Suite à un récent accident aux USA d’un Bonanza en panne moteur après décollage, médiatisée par la diffusion d’une vidéo, l’AOPA Air Safety Institute a voulu aller plus loin. En avril dernier, il a décidé d’étudier en pratique ces trajectoires de « retour au terrain » après panne moteur en montée initiale (EFATO pour Engine Failure After Take-Off), en utilisant différents appareils : un Piper PA-18 Super Cub, un Van’s RV-4, un Cessna 172N et un Beech A36 Bonanza. A bord, des pilotes expérimentés, bien entraînés. Le tout dans des conditions météorologiques idéales (vent faible, température standard) et en bénéficiant d’une très longue piste (1.200 m simulés).
Après une montée entre Vx et Vy à pleine puissance pour atteindre la hauteur minimale pour débuter l’exercice, la « panne » fictive du moteur était assurée par une réduction du régime suivie de trois secondes d’inaction volontaire, le temps minimum de réaction de l’être humain face à une panne survenant intempestivement. Puis le virage à 45° d’inclinaison était réalisé à la vitesse de meilleure finesse.
Auparavant, en altitude, les différents pilotes ont effectués des décrochages en virage en descente à 45° d’inclinaison pour bien « calibrer » les vitesses de décrochages durant ces évolutions, avant de les pratiquer à basse hauteur. Ils ont également effectué des mesures de taux de chute durant un 360° en descente sous 45° d’inclinaison pour évaluer la hauteur perdue, afin de déterminer la hauteur minimale pour pouvoir envisager le « demi-tour ».
Puis, les pilotes ont effectué des décollages, avant de simuler une panneen montée initiale, entamant alors un virage de retour vers la piste, à plusieurs hauteurs décroissantes, principalement 1.000 ft/sol. Plusieurs essais ont ainsi été menés par les pilotes des différents appareils.
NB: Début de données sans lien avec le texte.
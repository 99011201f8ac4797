//! Combines a solved broadcast orbit with its attached SSR orbit/clock
//! corrections into the position/velocity/clock-bias triple the SP3 writer
//! (and, eventually, a PPP consumer) actually wants. The orbit-correction
//! decomposition into radial/along-track/cross-track unit vectors and its
//! sign convention (correction subtracted from the broadcast position)
//! follows the widely used RTCM-SSR convention also implemented by RTKLIB's
//! `satpos_ssr` — no single file in the retrieved corpus carries this
//! composition, since the original keeps it inline in `OrbitEph2::getCrd`.

use nalgebra::Vector3;

use crate::error::CoreError;
use crate::kepler::{self, OrbitState};
use crate::model::Ephemeris;
use crate::time::Instant;

const SPEED_OF_LIGHT_MPS: f64 = 299_792_458.0;

/// Solves the broadcast orbit at `t` and layers on the ephemeris's attached
/// SSR orbit/clock corrections (linearly extrapolated by their own rate
/// terms to `t`), if any are attached. Corrections with no rate terms are
/// held constant past their own validity window; callers that care about
/// SSR content being stale should check `SsrOrbitCorr::t`/`update_interval_s`
/// themselves.
pub fn solve_corrected(eph: &Ephemeris, t: Instant) -> Result<OrbitState, CoreError> {
    let mut state = kepler::solve(eph, t, 30)?;

    if let Some(orb) = &eph.orb_corr {
        let dt = t.sub_checked(orb.t).unwrap_or(0.0);

        let radial = state.pos_ecef_m.normalize();
        let cross = state.pos_ecef_m.cross(&state.vel_ecef_mps).normalize();
        let along = cross.cross(&radial).normalize();

        let d_radial = orb.d_radial_m + orb.dot_radial_mps * dt;
        let d_along = orb.d_along_track_m + orb.dot_along_track_mps * dt;
        let d_cross = orb.d_cross_track_m + orb.dot_cross_track_mps * dt;

        let correction: Vector3<f64> = radial * d_radial + along * d_along + cross * d_cross;
        state.pos_ecef_m -= correction;
    }

    if let Some(clk) = &eph.clk_corr {
        let dt = t.sub_checked(clk.t).unwrap_or(0.0);
        let correction_m = clk.c0_m + clk.c1_mps * dt + clk.c2_mps2 * dt * dt;
        state.clock_bias_s += correction_m / SPEED_OF_LIGHT_MPS;
    }

    Ok(state)
}

#[cfg(test)]
mod tests {
    use super::*;
    use crate::model::{CheckState, Keplerian, OrbitModel, SsrClockCorr, SsrOrbitCorr};
    use crate::time::TimeSystem;
    use gnss_rs::prelude::{Constellation, SV};
    use hifitime::Epoch;

    fn eph_with_corrections() -> Ephemeris {
        let toe = Instant::new(Epoch::from_gpst_seconds(100_000.0), TimeSystem::Gps);
        Ephemeris {
            sat: SV::new(Constellation::GPS, 5),
            toc: toe,
            toe,
            af0: 0.0,
            af1: 0.0,
            af2: 0.0,
            tgd: 0.0,
            ura_index: 0,
            accuracy_m: 2.4,
            health: 0,
            iode: 10,
            iodc: 10,
            orbit: OrbitModel::Keplerian(Keplerian {
                sqrt_a: 5153.7,
                ecc: 0.01,
                i0_rad: 0.96,
                idot_rad_s: 0.0,
                omega0_rad: 0.1,
                omega_rad: 0.2,
                omega_dot_rad_s: -8e-9,
                m0_rad: 0.3,
                dn_rad_s: 4e-9,
                cuc: 0.0,
                cus: 0.0,
                cic: 0.0,
                cis: 0.0,
                crc: 0.0,
                crs: 0.0,
            }),
            check_state: CheckState::Ok,
            divergence_metric: None,
            orb_corr: Some(SsrOrbitCorr {
                sat: SV::new(Constellation::GPS, 5),
                iod: 10,
                t: toe,
                update_interval_s: 5.0,
                d_radial_m: 1.0,
                d_along_track_m: 0.0,
                d_cross_track_m: 0.0,
                dot_radial_mps: 0.0,
                dot_along_track_mps: 0.0,
                dot_cross_track_mps: 0.0,
                provider_id: 0,
                solution_id: 0,
            }),
            clk_corr: Some(SsrClockCorr {
                sat: SV::new(Constellation::GPS, 5),
                iod: Some(10),
                t: toe,
                update_interval_s: 5.0,
                c0_m: 0.3,
                c1_mps: 0.0,
                c2_mps2: 0.0,
                provider_id: 0,
                solution_id: 0,
            }),
        }
    }

    #[test]
    fn radial_correction_shrinks_the_radius_by_its_magnitude() {
        let eph = eph_with_corrections();
        let uncorrected = kepler::solve(&eph, eph.toe, 30).unwrap();
        let corrected = solve_corrected(&eph, eph.toe).unwrap();
        let delta = (uncorrected.pos_ecef_m.norm() - corrected.pos_ecef_m.norm()).abs();
        assert!((delta - 1.0).abs() < 1e-6, "expected 1m shift, got {delta}");
    }

    #[test]
    fn clock_correction_adds_its_range_equivalent_to_the_bias() {
        let eph = eph_with_corrections();
        let uncorrected = kepler::solve(&eph, eph.toe, 30).unwrap();
        let corrected = solve_corrected(&eph, eph.toe).unwrap();
        let delta_s = corrected.clock_bias_s - uncorrected.clock_bias_s;
        assert!((delta_s - 0.3 / SPEED_OF_LIGHT_MPS).abs() < 1e-15);
    }
}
Ceux aux commandes des PA-18 (180 ch), RV-4 et C-172N y sont parvenus – avec parfois l’avertisseur de décrochage couinant durant le virage… – mais ce ne fut jamais le cas de l’A36 (300 ch), ce dernier ayant un profil de vol bien différent (vitesse supérieure donc éloignement supérieur du terrain avant d’atteindre la hauteur minimale pouvant laisser envisager un retour au terrain).
Qu’en conclure ? Que dans certains cas, avec des pilotes bien entraînés, non stressés, bénéficiant d’excellentes conditions météorologiques et surtout d’une longue piste, la procédure pourrait être viable même si les conditions de l’étude ne sont pas celles d’un cas réel (temps de réaction, stress, traînée différente selon l’hélice arrêtée ou « moulinant »). En conditions réelles, il faudrait en effet rajouter des conditions météo pas forcément coopératives, un effet de sidération du pilote qui peut rallonger son temps de réaction au-delà des 3 secondes prises en compte, sans oublier ensuite le stress. Ce qui fait beaucoup de paramètres à réunir.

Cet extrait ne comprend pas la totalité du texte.